I've been looking for a way to do pixel-perfect collisions on the ds(yeah I know, it wont be different from the pc), and this is what I've been able to get to:
Code:

short int Collide(object1,object2) {

    int left1, left2, over_left;
    int right1, right2, over_right;
    int top1, top2, over_top;
    int bottom1, bottom2, over_bottom;
    int over_width, over_height;
    int i, j;
    unsigned char *pixel1, *pixel2;

    left1 = object1->x;
    left2 = object2->x;
    right1 = object1->x + object1->width;
    right2 = object2->x + object2->width;
    top1 = object1->y;
    top2 = object2->y;
    bottom1 = object1->y + object1->height;
    bottom2 = object2->y + object2->height;


    // Trivial rejections:
    if (bottom1 < top2) return(0);
    if (top1 > bottom2) return(0);
 
    if (right1 < left2) return(0);
    if (left1 > right2) return(0);


    // Ok, compute the rectangle of overlap:
    if (bottom1 > bottom2) over_bottom = bottom2;
    else over_bottom = bottom1;
 
    if (top1 < top2) over_top = top2;
    else over_top = top1;

    if (right1 > right2) over_right = right2;
    else over_right = right1;

    if (left1 < left2) over_left = left2;
    else over_left = left1;


    // Now compute starting offsets into both objects' bitmaps:
    i = ((over_top - object1\1->y) * object1->width) + over_left;
    pixel1 = object1->frames[object1->curr_frame] + i;

    j = ((over_top - object2->y) * object2->width) + over_left;
    pixel2 = object2->frames[object2->curr_frame] + j;

 
    // Now start scanning the whole rectangle of overlap,
    // checking the corresponding pixel of each object's
    // bitmap to see if they're both non-zero:

    for (i=0; i < over_height; I++) {
        for (j=0; j < over_width; j++) {
            if (*pixel1 != 0xFFFF) && (*pixel2 != 0xFFFF) return(1);
            pixel1++;
            pixel2++;
        }
        pixel1 += (object1->width - over_width);
        pixel2 += (object2->width - over_width);
    }

    return(0);

};



So basically this is a for loop checking on the gfx data of both objects, to see if any other color other than transparent is colliding.

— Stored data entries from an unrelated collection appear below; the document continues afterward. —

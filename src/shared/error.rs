use thiserror::Error;

/// Error taxonomy for the feed core.
///
/// Every remote-call failure is recovered at the boundary of the operation
/// that issued it; `PartialFanout` is the one best-effort outcome that is
/// reported without unwinding prior committed steps.
#[derive(Debug, Clone, Error)]
pub enum AppError {
    #[error("Validation error: {0}")]
    Validation(String),
    #[error("Unauthorized: {0}")]
    Unauthorized(String),
    #[error("Auth error: {0}")]
    Auth(String),
    #[error("Not found: {0}")]
    NotFound(String),
    #[error("Network error: {0}")]
    Network(String),
    #[error("Database error: {0}")]
    Database(String),
    #[error("Storage error: {0}")]
    Storage(String),
    #[error("Partial fan-out: {0}")]
    PartialFanout(String),
    #[error("Internal error: {0}")]
    Internal(String),
}

impl AppError {
    pub fn validation(msg: impl Into<String>) -> Self {
        AppError::Validation(msg.into())
    }

    pub fn unauthorized(msg: impl Into<String>) -> Self {
        AppError::Unauthorized(msg.into())
    }

    pub fn not_found(msg: impl Into<String>) -> Self {
        AppError::NotFound(msg.into())
    }
}

impl From<sqlx::Error> for AppError {
    fn from(err: sqlx::Error) -> Self {
        AppError::Database(err.to_string())
    }
}

impl From<serde_json::Error> for AppError {
    fn from(err: serde_json::Error) -> Self {
        AppError::Internal(err.to_string())
    }
}

impl From<std::io::Error> for AppError {
    fn from(err: std::io::Error) -> Self {
        AppError::Storage(err.to_string())
    }
}

impl From<String> for AppError {
    fn from(err: String) -> Self {
        AppError::Internal(err)
    }
}

impl From<&str> for AppError {
    fn from(err: &str) -> Self {
        AppError::Internal(err.to_string())
    }
}

pub type Result<T> = std::result::Result<T, AppError>;
use std::sync::Arc;

use crate::application::services::{
    AuthService, FeedService, PostService, ProfileService, ReactionService,
};
use crate::infrastructure::database::SqliteStore;
use crate::infrastructure::identity::LocalIdentityGateway;
use crate::infrastructure::storage::FsMediaStore;
use crate::shared::config::AppConfig;
use crate::shared::error::Result;

/// アプリケーション全体の状態を管理する構造体
#[derive(Clone)]
pub struct AppState {
    pub feed_service: Arc<FeedService>,
    pub post_service: Arc<PostService>,
    pub reaction_service: Arc<ReactionService>,
    pub profile_service: Arc<ProfileService>,
    pub auth_service: Arc<AuthService>,
    pub identity: Arc<LocalIdentityGateway>,
}

impl AppState {
    pub async fn new(config: &AppConfig) -> Result<Self> {
        let store = Arc::new(SqliteStore::connect(&config.database, &config.feed).await?);
        let media = Arc::new(FsMediaStore::new(&config.media.root_dir));
        let identity = Arc::new(LocalIdentityGateway::new());

        Ok(Self::wire(store, media, identity, config))
    }

    /// In-memory variant used by the integration tests.
    pub async fn ephemeral(config: &AppConfig) -> Result<Self> {
        let store = Arc::new(SqliteStore::in_memory().await?);
        let media = Arc::new(FsMediaStore::new(&config.media.root_dir));
        let identity = Arc::new(LocalIdentityGateway::new());

        Ok(Self::wire(store, media, identity, config))
    }

    fn wire(
        store: Arc<SqliteStore>,
        media: Arc<FsMediaStore>,
        identity: Arc<LocalIdentityGateway>,
        config: &AppConfig,
    ) -> Self {
        let feed_service = Arc::new(FeedService::new(store.clone()));
        let post_service = Arc::new(PostService::new(
            store.clone(),
            media.clone(),
            identity.clone(),
        ));
        let reaction_service = Arc::new(ReactionService::new(store.clone()));
        let profile_service = Arc::new(ProfileService::new(
            store.clone(),
            store,
            media,
            identity.clone(),
            &config.feed,
        ));
        let auth_service = Arc::new(AuthService::new(identity.clone()));

        Self {
            feed_service,
            post_service,
            reaction_service,
            profile_service,
            auth_service,
            identity,
        }
    }
}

But, this is VERY cpu extensive, and even once or twice in the game loop, it could slow down the game heavily.
Is there any other possible ways to detect collision detection? If not, how can this one be sped up?

Thanks in advance

#58235 - Mighty Max - Fri Oct 21, 2005 8:36 pm

You could make 1bit map of the objects (transparent or not) and then logical and their values (shifted to match their relations to each other)

As soon as you get a value other then zero, you have a collision. This way you can check several pixels in one step by a simple &.


:edit:
If you don't do it by pixel, i suggest defining surrounding lines, which you can then check to cross each other. Gauss made some nice n^3 complex algorithm for this :p

This howere does not detect objects that are complete covered by the second object.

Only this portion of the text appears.